The xg is fairly identical to the representation that we use in RAM, so you really are going to want to have as much memory as your xg, plus more for the actual in-progress indexes.

I'm not sure if PGGB does anything to structure its memory access locality so that the OS can efficiently swap pages out from under it. @ekg, do you have a trick we should be using? I know that vg doesn't do anything like that, so letting it fill memory to the point where it starts to swap could increase runtime to the point where it becomes impractical.

@xchang1 did add some machinery to prune out pathologically large and unstructured snarls from the distance index.

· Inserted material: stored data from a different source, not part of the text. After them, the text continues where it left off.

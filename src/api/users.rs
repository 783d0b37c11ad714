use std::sync::Arc;

use axum::{
    extract::{rejection::JsonRejection, State},
    http::{header, HeaderMap, StatusCode},
    Extension, Json,
};
use outlay_core::{
    validation::{normalize_email, validate_password, ValidationError},
    NewUser, User, UserProfile,
};
use serde::Serialize;
use serde_json::Value;
use time::OffsetDateTime;

use super::{payload::JsonObject, AppState};
use crate::{
    auth::{clear_cookie, session_cookie, Caller},
    error::ApiError,
    password::{hash_password, verify_password},
};

#[derive(Serialize)]
pub struct UserResponse {
    success: bool,
    user: UserProfile,
}

#[derive(Serialize)]
pub struct MessageResponse {
    success: bool,
    message: &'static str,
}

impl MessageResponse {
    pub fn new(message: &'static str) -> Self {
        Self {
            success: true,
            message,
        }
    }
}

/// Non-empty string fields. Passwords are taken verbatim, so only
/// [`trimmed_field`] ignores surrounding whitespace.
fn text_field<'a>(body: &'a JsonObject, key: &str) -> Option<&'a str> {
    match body.get(key) {
        Some(Value::String(s)) if !s.is_empty() => Some(s.as_str()),
        _ => None,
    }
}

fn trimmed_field<'a>(body: &'a JsonObject, key: &str) -> Option<&'a str> {
    text_field(body, key).filter(|s| !s.trim().is_empty())
}

fn session_headers(state: &AppState, user: &User) -> Result<HeaderMap, ApiError> {
    let token = state
        .tokens
        .issue(user.id, &user.email, OffsetDateTime::now_utc())?;
    let cookie = session_cookie(&token, state.tokens.ttl(), state.cookie_secure)
        .ok_or_else(|| ApiError::Internal("session token is not a valid header value".into()))?;

    let mut headers = HeaderMap::new();
    headers.insert(header::SET_COOKIE, cookie);
    Ok(headers)
}

pub async fn register(
    State(state): State<Arc<AppState>>,
    body: Result<Json<JsonObject>, JsonRejection>,
) -> Result<(StatusCode, HeaderMap, Json<UserResponse>), ApiError> {
    let Json(body) = body.map_err(|_| ApiError::InvalidBody)?;

    let (Some(email), Some(password), Some(name)) = (
        trimmed_field(&body, "email"),
        text_field(&body, "password"),
        trimmed_field(&body, "name"),
    ) else {
        return Err(ValidationError::MissingFields("Email, password, and name are required").into());
    };
    let email = normalize_email(email)?;
    validate_password(password)?;

    if state.storage.find_user_by_email(&email)?.is_some() {
        return Err(ApiError::EmailTaken);
    }

    let password = password.to_owned();
    let password_hash = tokio::task::spawn_blocking(move || hash_password(&password)).await??;

    let user = state.storage.create_user(&NewUser {
        email,
        name: name.trim().to_owned(),
        password_hash,
    })?;
    tracing::info!(user_id = %user.id, "User registered");

    let headers = session_headers(&state, &user)?;
    Ok((
        StatusCode::CREATED,
        headers,
        Json(UserResponse {
            success: true,
            user: user.profile(),
        }),
    ))
}

pub async fn login(
    State(state): State<Arc<AppState>>,
    body: Result<Json<JsonObject>, JsonRejection>,
) -> Result<(HeaderMap, Json<UserResponse>), ApiError> {
    let Json(body) = body.map_err(|_| ApiError::InvalidBody)?;

    let (Some(email), Some(password)) = (trimmed_field(&body, "email"), text_field(&body, "password"))
    else {
        return Err(ValidationError::MissingFields("Email and password are required").into());
    };
    let email = normalize_email(email)?;

    let Some(user) = state.storage.find_user_by_email(&email)? else {
        tracing::debug!("Login for unknown email");
        return Err(ApiError::InvalidCredentials);
    };

    let password = password.to_owned();
    let stored_hash = user.password_hash.clone();
    let valid =
        tokio::task::spawn_blocking(move || verify_password(&password, &stored_hash)).await?;
    if !valid {
        tracing::debug!(user_id = %user.id, "Login with wrong password");
        return Err(ApiError::InvalidCredentials);
    }

    let headers = session_headers(&state, &user)?;
    Ok((
        headers,
        Json(UserResponse {
            success: true,
            user: user.profile(),
        }),
    ))
}

pub async fn me(
    State(state): State<Arc<AppState>>,
    Extension(caller): Extension<Caller>,
) -> Result<Json<UserResponse>, ApiError> {
    let user = state.storage.get_user(caller.user_id)?;
    Ok(Json(UserResponse {
        success: true,
        user: user.profile(),
    }))
}

pub async fn logout(State(state): State<Arc<AppState>>) -> (HeaderMap, Json<MessageResponse>) {
    let mut headers = HeaderMap::new();
    if let Some(cookie) = clear_cookie(state.cookie_secure) {
        headers.insert(header::SET_COOKIE, cookie);
    }
    (
        headers,
        Json(MessageResponse::new("Logged out successfully")),
    )
}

Another possible option for cramming things into less memory would be to use a PackedGraph instead of an xg; I think the PackedGraph can be smaller when loaded, and although the options don't suggest it, we should be able to accept one almost everywhere we take an XG. You would generate one with:

vg convert --packed-out graph.xg >graph.pg

But to do that conversion you need to be able to load both the source XG and the PackedGraph in progress into memory, and we've never tested it to see if it's feasible to do from swap.

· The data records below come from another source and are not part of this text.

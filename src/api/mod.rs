//! HTTP surface: router construction and shared state.

use std::sync::Arc;

use axum::{
    middleware,
    routing::{get, post},
    Router,
};
use metrics_exporter_prometheus::PrometheusHandle;
use outlay_core::StorageBackend;
use tower_http::trace::TraceLayer;

use crate::{auth::require_auth, telemetry::track_metrics, token::TokenSigner};

pub mod expenses;
pub mod health;
pub mod payload;
pub mod users;

pub struct AppState {
    pub storage: Arc<dyn StorageBackend>,
    pub tokens: TokenSigner,
    pub cookie_secure: bool,
    pub metrics: Option<PrometheusHandle>,
}

impl AppState {
    pub fn new(storage: Arc<dyn StorageBackend>, tokens: TokenSigner) -> Self {
        Self {
            storage,
            tokens,
            cookie_secure: false,
            metrics: None,
        }
    }

    pub fn with_cookie_secure(mut self, secure: bool) -> Self {
        self.cookie_secure = secure;
        self
    }

    pub fn with_metrics(mut self, handle: Option<PrometheusHandle>) -> Self {
        self.metrics = handle;
        self
    }
}

pub fn build_router(state: Arc<AppState>) -> Router {
    let protected = Router::new()
        .route("/api/auth/me", get(users::me))
        .route("/api/expenses", get(expenses::list).post(expenses::create))
        .route("/api/expenses/summary", get(expenses::summary))
        .route(
            "/api/expenses/:id",
            get(expenses::get_one)
                .put(expenses::update)
                .delete(expenses::delete),
        )
        .route_layer(middleware::from_fn_with_state(state.clone(), require_auth));

    Router::new()
        .route("/api/auth/register", post(users::register))
        .route("/api/auth/login", post(users::login))
        .route("/api/auth/logout", post(users::logout))
        .route("/api/health", get(health::health))
        .route("/metrics", get(health::metrics))
        .merge(protected)
        .layer(middleware::from_fn(track_metrics))
        .layer(TraceLayer::new_for_http())
        .with_state(state)
}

Looking back at the thread, it looks like you do have individual contig PackedGraphs. We don't have any machinery in vg to combine those while doing all the work in PackedGraph format, but I'm sure it could be done using e.g. the libbdsg Python module.

xchang1 commented 3 years ago

I have a branch that will just skip big bubbles. It'll build a distance index but it won't run with giraffe, I think the plan was to add stuff to the new distance index to deal with this rather than trying to add a fix for the soon-to-be-outdated one. But if distance indexing is the problem I can add a quick fix to make giraffe work with this index. It'll be slow because it'll do a traversal of the graph but hopefully not too slow because I can have it give up if the distance gets too big. @brettChapman let me know if you need this and I can hack something up for you https://github.com/vgteam/vg/tree/distance-big-snarls

brettChapman commented 3 years ago

Thanks @adamnovak and @xchang1

My job is still running, still working at generating the snarls at this stage (been running 20 days so far). I may kill it. I've recently re-ran PGGB with the latest build and my graphs look a lot more clean (using a minimum match length of 316bp for seqwish ~ the most common repeat length in the reference genome), so I'll probably try running giraffe with the new graphs I've generated.

I see vg has recently been updated to 1.34.0 so I'll try the new vg build with the new graphs and let you know how it goes.

brettChapman commented 3 years ago

@adamnovak and @xchang1 I've tried producing snarls using v 1.34 and the memory still becomes an issue on a 1.4TB RAM machine. I'm now trying autoindex with a GFA file I produce of all chromosomes, in hopes it manages the memory better, however I get a message about the sequence lengths being too long. I got around this with vg gbwt by setting the buffer size to 1000, but there doesn't seem to be an identical parameter for autoindex.

If using autoindex isn't the way to get around the memory issue, then I may need to go down the path of a modified vg with a fix to the distance indexing as suggested by @xchang1 previously.